Achille est couronné des mains de la Victoire,
Et l’Hymen et l’Amour le parent tour-à-tour;
Ah! qu’il est doux d’unir au laurier de la gloire
Les myrtes de l’Amour!
CHOEUR.
Ami sensible, ennemi redoutable,
Son ame fière et son bras indomptable,
Dans les combats Mars est moins formidable;
Rien ne résiste à ce jeune vainqueur.
Phrygiens, redoutez sa puissance!
Il va bientôt signaler sa vengeance.
Vous le verrez, et sa seule présence
Dans vos remparts répandra la terreur.
Suite du divertissement.
ESCLAVES LESBIENNES.
Les filles de Lesbos viennent vous faire entendre,
Par l’ordre du vainqueur, leurs suppliantes voix.
UNE ESCLAVE.
Il combattoit pour vous, et ses premiers exploits
Ont réduit ma patrie en cendre.
LES ESCLAVES.
En daignant nous donner des loix,
Vous tarirez les pleurs qu’il nous a fait répandre.
IPHIGÉNIE.
Venez et vous serez mes compagnes fidelles.
J’ai causé vos malheurs; je dois par mes bienfaits
Vous consoler de vos pertes cruelles,
Et vous faire oublier les maux qu’on vous a faits.
Suite du divertissement.
ACHILLE, CLYTEMNESTRE, IPHIGÉNIE, PATROCLE.
Jamais à tes autels le plus saint des sermens,
Favorable Hyménée,
N’enchaîna la destinée
De plus heureux époux, de plus tendres amans.
Scène IV.
Les acteurs de la scène précédente. Arcas qui est entré vers la sin du divertissement.
ACHILLE.
Princesse, pardonnez à mon impatience.
Agamemnon nous attend à l’autel;
Venez combler les voeux du plus heureux mortel.

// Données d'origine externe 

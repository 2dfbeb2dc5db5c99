use bytes::Bytes;
use warp::{
    http::{Method, StatusCode},
    reject::Rejection,
    reply::Response,
    Filter,
};

use crate::{
    api::{
        query::{self, QueryParams},
        routes::{json_body, json_response, no_content, parse_form, respond},
        serializers,
    },
    authentication::middleware::with_session,
    database::{
        schema::{Id, Taxonomy, User},
        store::TaxonomyStore,
    },
    error::{ApiResult, Error, HtmlError},
    state::{with_state, AppState},
};

/// Collection and item endpoints of one taxonomy kind, e.g. `/tags` and
/// `/tags/{id}`.
pub fn routes(
    kind: Taxonomy,
    state: AppState,
) -> impl Filter<Extract = (Response,), Error = Rejection> + Clone {
    let collection_route = warp::path(kind.path_segment())
        .and(warp::path::end())
        .and(warp::method())
        .and(with_session(state.clone()))
        .and(warp::query::<QueryParams>())
        .and(with_state(state.clone()))
        .and_then(
            move |method: Method, user: User, params: QueryParams, state: AppState| {
                collection(kind, method, user, params, state)
            },
        );

    let item_route = warp::path(kind.path_segment())
        .and(warp::path::param::<Id>())
        .and(warp::path::end())
        .and(warp::method())
        .and(with_session(state.clone()))
        .and(json_body())
        .and(with_state(state))
        .and_then(
            move |id: Id, method: Method, user: User, body: Bytes, state: AppState| {
                item(kind, id, method, user, body, state)
            },
        );

    collection_route.or(item_route).unify()
}

async fn collection(
    kind: Taxonomy,
    method: Method,
    user: User,
    params: QueryParams,
    state: AppState,
) -> Result<Response, Rejection> {
    let result = match method {
        Method::GET => list(kind, &user, &params, &state).await,
        other => Err(Error::method_not_allowed(&other)),
    };
    respond(result)
}

async fn list(
    kind: Taxonomy,
    user: &User,
    params: &QueryParams,
    state: &AppState,
) -> ApiResult<Response> {
    let assigned_only = query::assigned_only(params)?;
    let items = state.store.list_items(kind, user.id, assigned_only).await?;

    Ok(json_response(&items, StatusCode::OK))
}

async fn item(
    kind: Taxonomy,
    id: Id,
    method: Method,
    user: User,
    body: Bytes,
    state: AppState,
) -> Result<Response, Rejection> {
    let result = match method {
        Method::GET => retrieve(kind, id, &user, &state).await,
        Method::PUT => update(kind, id, &user, &body, false, &state).await,
        Method::PATCH => update(kind, id, &user, &body, true, &state).await,
        Method::DELETE => destroy(kind, id, &user, &state).await,
        other => Err(Error::method_not_allowed(&other)),
    };
    respond(result)
}

async fn retrieve(kind: Taxonomy, id: Id, user: &User, state: &AppState) -> ApiResult<Response> {
    let item = state
        .store
        .get_item(kind, user.id, id)
        .await?
        .ok_or_else(|| HtmlError::NotFound.default())?;

    Ok(json_response(&item, StatusCode::OK))
}

async fn update(
    kind: Taxonomy,
    id: Id,
    user: &User,
    body: &[u8],
    partial: bool,
    state: &AppState,
) -> ApiResult<Response> {
    let Some(current) = state.store.get_item(kind, user.id, id).await? else {
        return Err(HtmlError::NotFound.default());
    };

    let name = serializers::item_name(&parse_form(body)?, partial)?;
    let item = match name {
        Some(name) => state
            .store
            .rename_item(kind, user.id, id, &name)
            .await?
            .ok_or_else(|| HtmlError::NotFound.default())?,
        None => current,
    };

    Ok(json_response(&item, StatusCode::OK))
}

async fn destroy(kind: Taxonomy, id: Id, user: &User, state: &AppState) -> ApiResult<Response> {
    if !state.store.delete_item(kind, user.id, id).await? {
        return Err(HtmlError::NotFound.default());
    }

    log::info!("Deleted {} {id} of user {}", kind.table(), user.id);
    Ok(no_content())
}
use crate::{
    authentication::{
        cryptography::{hash_password, verify_password},
        jwt::TokenSigner,
    },
    database::{
        error::QueryError,
        schema::{Profile, User},
        store::{NewUser, UserChanges, UserStore},
    },
    error::{Error, HtmlError},
};

#[derive(Debug, Clone)]
pub struct ExtraFields {
    pub name: String,
    pub is_active: bool,
    pub is_staff: bool,
}

impl Default for ExtraFields {
    fn default() -> Self {
        Self {
            name: String::new(),
            is_active: true,
            is_staff: false,
        }
    }
}

/// Validated self-service profile changes. The password is still plaintext.
#[derive(Debug, Clone, Default)]
pub struct ProfileUpdate {
    pub name: Option<String>,
    pub password: Option<String>,
}

/// Trims the address and lower-cases its domain part. The local part is left
/// as given.
pub fn normalize_email(email: &str) -> String {
    let email = email.trim();
    match email.rsplit_once('@') {
        Some((local, domain)) => format!("{local}@{}", domain.to_lowercase()),
        None => email.to_string(),
    }
}

fn hash(password: &str) -> Result<String, Error> {
    hash_password(password).map_err(|e| {
        log::error!("Failed to hash password: {e}");
        HtmlError::InternalServerError.default()
    })
}

pub async fn create_user<S>(
    store: &S,
    email: &str,
    password: &str,
    extra: ExtraFields,
) -> Result<User, Error>
where
    S: UserStore + ?Sized,
{
    insert(store, email, password, extra, false).await
}

pub async fn create_superuser<S>(store: &S, email: &str, password: &str) -> Result<User, Error>
where
    S: UserStore + ?Sized,
{
    let extra = ExtraFields {
        is_staff: true,
        ..Default::default()
    };
    insert(store, email, password, extra, true).await
}

async fn insert<S>(
    store: &S,
    email: &str,
    password: &str,
    extra: ExtraFields,
    is_superuser: bool,
) -> Result<User, Error>
where
    S: UserStore + ?Sized,
{
    let email = normalize_email(email);
    if email.is_empty() {
        return Err(Error::field("email", "Users must have an email address."));
    }

    let user = NewUser {
        email,
        name: extra.name,
        password_hash: hash(password)?,
        is_active: extra.is_active,
        is_staff: extra.is_staff,
        is_superuser,
    };

    let user = store.insert_user(user).await.map_err(|e| match e {
        QueryError::AlreadyExists { entity } => {
            Error::field("email", format!("{entity} already exists."))
        }
        other => Error::from(other),
    })?;

    log::info!("Created user {}", user.id);
    Ok(user)
}

/// Checks the credentials and issues a session token. Every failure yields the
/// same generic error.
pub async fn authenticate<S>(
    store: &S,
    tokens: &TokenSigner,
    email: &str,
    password: &str,
) -> Result<String, Error>
where
    S: UserStore + ?Sized,
{
    if password.is_empty() {
        return Err(HtmlError::InvalidCredentials.default());
    }

    let user = store.get_user_by_email(&normalize_email(email)).await?;
    let Some(user) = user.filter(|user| user.is_active) else {
        log::debug!("Login failed: no active user for the given email");
        return Err(HtmlError::InvalidCredentials.default());
    };

    let verified = verify_password(password, &user.password).unwrap_or_else(|e| {
        log::error!("Stored password hash for user {} is unreadable: {e}", user.id);
        false
    });
    if !verified {
        log::debug!("Login failed for user {}", user.id);
        return Err(HtmlError::InvalidCredentials.default());
    }

    tokens.generate(&user)
}

pub fn get_profile(user: &User) -> Profile {
    Profile::from(user)
}

pub async fn update_profile<S>(store: &S, user: &User, update: ProfileUpdate) -> Result<Profile, Error>
where
    S: UserStore + ?Sized,
{
    let changes = UserChanges {
        name: update.name,
        password_hash: match update.password {
            Some(password) => Some(hash(&password)?),
            None => None,
        },
    };

    let updated = store
        .update_user(user.id, changes)
        .await?
        .ok_or_else(|| HtmlError::NotFound.default())?;

    Ok(Profile::from(&updated))
}
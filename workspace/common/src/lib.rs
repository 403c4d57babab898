//! Common transport-layer types shared between the backend and the
//! rendering layer. These structs mirror the dashboard API's response
//! payloads so the page script (and the tests) consume the exact shapes
//! the handlers produce.

mod chart;
mod meta;

pub use chart::{
    ChartDescription, ChartLayout, ChartMargin, ChartSeries, DateRange, SeriesPoint, ValueRange,
};
pub use meta::{DashboardMeta, SeriesOption};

ARCAS se jetant au devant.
Je ne puis plus garder un coupable silence.
Infortunés amans, où courez-vous? O ciel!
Non, non, vous n’irez pas à cet autel funeste.
ACHILLE.
Que dites-vous Arcas!
CLYTEMNESTRE.
Vous me faites trembler.
ARCAS.
Votre époux, instrument de la fureur céleste,
Attend sa fille au temple, et c’est – pour l’immoler.
CLYTEMNESTRE.
Lui! Mon époux!
IPHIGÉNIE, ACHILLE.
Mon père! / Son père!
CLYTEMNESTRE.
O désespoir! ô crime!
TOUS AVEC LE CHOEUR.
Fut-il jamais conçu de projet plus affreux!
ARCAS.
Oui, c’est Iphigénie, oui, voilà la victime
Que demandent les dieux.
LES THESSALIENS s’avançant en tumulte.
Nous ne sonffrirons point ce sacrifice impie:
C’est notre reine, Achille est son époux;
Et nous périrons tous,
Pour conserver les jours d’Iphigénie.
CLYTEMNESTRE tombant aux genoux d’Achille.

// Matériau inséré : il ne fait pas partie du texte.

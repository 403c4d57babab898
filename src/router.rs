use crate::handlers::{
    chart::get_chart, dashboard::serve_dashboard, health::health_check, meta::get_dashboard_meta,
};
use crate::schemas::{ApiDoc, AppState};
use axum::{routing::get, Router};
use std::time::Duration;
use tower::ServiceBuilder;
use tower_http::{
    compression::CompressionLayer, cors::CorsLayer, timeout::TimeoutLayer, trace::TraceLayer,
};
use utoipa::OpenApi;
use utoipa_swagger_ui::SwaggerUi;

/// Create application router with all routes and middleware
pub fn create_router(state: AppState) -> Router {
    Router::new()
        // Dashboard page
        .route("/", get(serve_dashboard))
        // Health check
        .route("/health", get(health_check))
        // API v1 routes
        .route("/api/v1/dashboard/meta", get(get_dashboard_meta))
        .route("/api/v1/dashboard/chart", get(get_chart))
        // Swagger UI
        .merge(SwaggerUi::new("/swagger-ui").url("/api-docs/openapi.json", ApiDoc::openapi()))
        // Add middleware
        .layer(
            ServiceBuilder::new()
                .layer(TraceLayer::new_for_http())
                .layer(CompressionLayer::new())
                .layer(TimeoutLayer::new(Duration::from_secs(30)))
                .layer(CorsLayer::permissive()),
        )
        .with_state(state)
}
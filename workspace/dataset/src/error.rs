use thiserror::Error;
use tracing::error;

/// Error types for dataset loading and validation
#[derive(Error, Debug)]
pub enum DatasetError {
    /// Error reading the artifact from disk
    #[error("I/O error: {0}")]
    Io(#[from] std::io::Error),

    /// Error from Polars DataFrame operations
    #[error("DataFrame error: {0}")]
    DataFrame(String),

    /// A required column is absent from the artifact
    #[error("missing required column '{0}'")]
    MissingColumn(String),

    /// A column has the wrong type for its role
    #[error("column '{column}' has type {actual}, expected {expected}")]
    ColumnType {
        column: String,
        expected: String,
        actual: String,
    },

    /// A column contains nulls; the artifact is expected to be complete
    #[error("column '{column}' contains {nulls} missing values")]
    MissingValues { column: String, nulls: usize },

    /// The artifact parsed but holds no rows
    #[error("observations table is empty")]
    Empty,

    /// Error from date operations
    #[error("date error: {0}")]
    Date(String),
}

impl From<polars::error::PolarsError> for DatasetError {
    fn from(error: polars::error::PolarsError) -> Self {
        let err = DatasetError::DataFrame(error.to_string());
        error!(?err, "DataFrame error");
        err
    }
}

/// Type alias for Result with DatasetError
pub type Result<T> = std::result::Result<T, DatasetError>;
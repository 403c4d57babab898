use axum::{extract::State, http::StatusCode, response::Json};
use common::{DashboardMeta, SeriesOption};
use dataset::SALES_COLUMN;
use tracing::instrument;

use crate::schemas::{ApiResponse, AppState, CachedData};

/// Get the metadata the dashboard page uses to populate its controls
#[utoipa::path(
    get,
    path = "/api/v1/dashboard/meta",
    tag = "dashboard",
    responses(
        (status = 200, description = "Dashboard metadata retrieved successfully", body = ApiResponse<DashboardMeta>),
        (status = 500, description = "Internal server error", body = crate::schemas::ErrorResponse)
    )
)]
#[instrument]
pub async fn get_dashboard_meta(
    State(state): State<AppState>,
) -> Result<Json<ApiResponse<DashboardMeta>>, StatusCode> {
    let cache_key = "dashboard_meta".to_string();

    // Check cache first
    if let Some(CachedData::Meta(meta)) = state.cache.get(&cache_key).await {
        let response = ApiResponse {
            data: meta,
            message: "Dashboard metadata retrieved from cache".to_string(),
            success: true,
        };
        return Ok(Json(response));
    }

    let table = &state.table;
    let meta = DashboardMeta {
        store_count: table.store_count(),
        series: table.columns().iter().map(SeriesOption::new).collect(),
        default_series: vec![SALES_COLUMN.to_string()],
        date_range: table.date_range(),
    };

    // Cache the result
    state
        .cache
        .insert(cache_key, CachedData::Meta(meta.clone()))
        .await;

    let response = ApiResponse {
        data: meta,
        message: "Dashboard metadata retrieved successfully".to_string(),
        success: true,
    };

    Ok(Json(response))
}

Seigneur, j’embrasse vos genoux.
Ayez pitié de cette infortunée:
Sur ces bords malheureux je l’avois amenée,
Dans l’espoir de l’unir à vous.
Par un père cruel à la mort condamnée,
Et par les dieux abandonnée;
Elle n’a que vous seul; vous êtes dans ces lieux
Son père, son époux, son asyle et ses dieux.
Vous remplirez mon espérance,
Vous désendrez des jours si précieux;
Le courroux éclatant qui paroît dans vos yeux
M’en donne l’assurance.
Par un père cruel à la mort condamnée,
Et par les dieux abandonnée;
Elle n’a que vous seul; vous êtes dans ces lieux
Son père, son époux, son asyle et ses dieux.
ACHILLE.
Reine, rassurez-vous, et n’appréhendez pas
Que son père et les Grecs l’arrachent de vos bras:
Rentrez, je vais ici l’attendre.
IPHIGÉNIE.
Je ne vous quitte pas; seigneur, daignez m’entendre.
ACHILLE.
Le cruel, sous mon nom, vous donnoit le trépas!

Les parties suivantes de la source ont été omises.